■ **Problem statement**:
All lines of the entries with "else" in them must be listed.

Top of Supplied data

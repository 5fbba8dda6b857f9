use std::path::{Path, PathBuf};

const FALLBACK_NAME: &str = "image";

pub fn sanitize_name(name: &str) -> String {
    let t = name.trim();
    if t.is_empty() {
        return FALLBACK_NAME.to_string();
    }
    t.chars()
        .map(|ch| match ch {
            ' ' | '/' | '\\' => '_',
            c => c,
        })
        .collect()
}

// First `<dir>/<sanitized-name><index>.<ext>` that does not exist yet,
// starting at index 0. Does not create anything.
pub fn unique_path(dir: &Path, name: &str, ext: &str) -> PathBuf {
    let base = sanitize_name(name);
    let ext = ext.trim_start_matches('.');
    let mut index: u64 = 0;
    loop {
        let p = dir.join(format!("{base}{index}.{ext}"));
        if !p.exists() {
            return p;
        }
        index += 1;
    }
}

// Glob-like match on a single file name: `*` matches any run of characters,
// `?` matches exactly one.
pub fn wildcard_match(pattern: &str, name: &str) -> bool {
    let p: Vec<char> = pattern.chars().collect();
    let n: Vec<char> = name.chars().collect();

    let (mut pi, mut ni) = (0usize, 0usize);
    let mut star: Option<usize> = None;
    let mut star_ni = 0usize;

    while ni < n.len() {
        if pi < p.len() && (p[pi] == '?' || p[pi] == n[ni]) {
            pi += 1;
            ni += 1;
        } else if pi < p.len() && p[pi] == '*' {
            star = Some(pi);
            star_ni = ni;
            pi += 1;
        } else if let Some(s) = star {
            // Let the last star swallow one more character.
            pi = s + 1;
            star_ni += 1;
            ni = star_ni;
        } else {
            return false;
        }
    }
    while pi < p.len() && p[pi] == '*' {
        pi += 1;
    }
    pi == p.len()
}

#[cfg(test)]
mod tests {
    use super::*;
    use std::fs;

    #[test]
    fn sanitize_replaces_separators_and_spaces() {
        assert_eq!(sanitize_name("slot icon"), "slot_icon");
        assert_eq!(sanitize_name("../x\\y"), ".._x_y");
        assert_eq!(sanitize_name("   "), "image");
    }

    #[test]
    fn unique_path_picks_smallest_free_index() {
        let td = tempfile::tempdir().expect("tempdir");
        let dir = td.path();
        assert_eq!(unique_path(dir, "mat", "png"), dir.join("mat0.png"));

        fs::write(dir.join("mat0.png"), b"x").expect("write 0");
        fs::write(dir.join("mat1.png"), b"x").expect("write 1");
        assert_eq!(unique_path(dir, "mat", ".png"), dir.join("mat2.png"));

        fs::remove_file(dir.join("mat0.png")).expect("remove 0");
        assert_eq!(unique_path(dir, "mat", "png"), dir.join("mat0.png"));
    }

    #[test]
    fn wildcard_matching() {
        assert!(wildcard_match("*.png", "mat0.png"));
        assert!(wildcard_match("*.png", ".png"));
        assert!(!wildcard_match("*.png", "mat0.png.bak"));
        assert!(wildcard_match("mat?.png", "mat7.png"));
        assert!(!wildcard_match("mat?.png", "mat17.png"));
        assert!(wildcard_match("m*t*.p?g", "marketplace_item3.png"));
        assert!(wildcard_match("*", ""));
        assert!(!wildcard_match("a", ""));
    }
}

Bottom of Supplied data

■ **Completed exercise**:
        } else if pi < p.len() && p[pi] == '*' {
        } else if let Some(s) = star {
        } else {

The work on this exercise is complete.